++++ Working data ++++
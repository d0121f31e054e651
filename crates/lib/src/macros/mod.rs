//! Macro templates.
//!
//! A `macrodef` stores a prototype `sequential` body together with declared
//! attributes, an optional text parameter and named element slots. Each use
//! of the macro copies the body into fresh elements, substitutes `@{name}`
//! tokens and splices the caller's nested elements into the slots, then runs
//! the copy.

mod definition;
mod instance;
mod subst;

use thiserror::Error;

pub use definition::{MacroAttribute, MacroDef, MacroDefinition, MacroElement, MacroText, canonical_name};
pub use instance::MacroInstance;
pub use subst::macro_subs;

/// Errors raised while declaring or expanding a macro.
#[derive(Debug, Error)]
pub enum MacroError {
  #[error("Illegal name [{name}] for {kind}")]
  InvalidName { name: String, kind: &'static str },

  #[error("the name \"{0}\" has already been used in another attribute element")]
  DuplicateAttribute(String),

  #[error("the name \"{0}\" has already been used by the text element")]
  NameUsedByText(String),

  #[error("the name \"{0}\" is already used as an attribute")]
  NameUsedByAttribute(String),

  #[error("the name \"{0}\" is already used as a nested element")]
  NameUsedByElement(String),

  #[error("the element {0} has already been specified")]
  DuplicateSlot(String),

  #[error("Only one nested text element allowed")]
  DuplicateText,

  #[error("Only one element allowed when using implicit elements")]
  ImplicitNotAlone,

  #[error("Missing sequential element")]
  MissingBody,

  #[error("Only one sequential element allowed")]
  DuplicateBody,

  #[error("required attribute {0} not set")]
  MissingAttribute(String),

  #[error("required text missing")]
  MissingText,

  #[error("Unknown attribute{} [{}]", if .0.len() > 1 { "s" } else { "" }, .0.join(", "))]
  UnknownAttributes(Vec<String>),

  #[error("The \"{0}\" macro does not support nested text data.")]
  UnsupportedText(String),

  #[error("unsupported element {0}")]
  UnsupportedElement(String),

  #[error("Element {0} already present")]
  DuplicateElement(String),

  #[error("Missing nested elements for implicit element {0}")]
  MissingImplicit(String),

  #[error("Required nested element {0} missing")]
  MissingElement(String),
}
++++
> [Instructions for the task]:
Beginning with the line in which "already used as an" appears, print each remaining line of the listing exactly, the last line included.

> [The answer]:
  #[error("the name \"{0}\" is already used as an attribute")]
  NameUsedByAttribute(String),

  #[error("the name \"{0}\" is already used as a nested element")]
  NameUsedByElement(String),

  #[error("the element {0} has already been specified")]
  DuplicateSlot(String),

  #[error("Only one nested text element allowed")]
  DuplicateText,

  #[error("Only one element allowed when using implicit elements")]
  ImplicitNotAlone,

  #[error("Missing sequential element")]
  MissingBody,

  #[error("Only one sequential element allowed")]
  DuplicateBody,

  #[error("required attribute {0} not set")]
  MissingAttribute(String),

  #[error("required text missing")]
  MissingText,

  #[error("Unknown attribute{} [{}]", if .0.len() > 1 { "s" } else { "" }, .0.join(", "))]
  UnknownAttributes(Vec<String>),

  #[error("The \"{0}\" macro does not support nested text data.")]
  UnsupportedText(String),

  #[error("unsupported element {0}")]
  UnsupportedElement(String),

  #[error("Element {0} already present")]
  DuplicateElement(String),

  #[error("Missing nested elements for implicit element {0}")]
  MissingImplicit(String),

  #[error("Required nested element {0} missing")]
  MissingElement(String),
}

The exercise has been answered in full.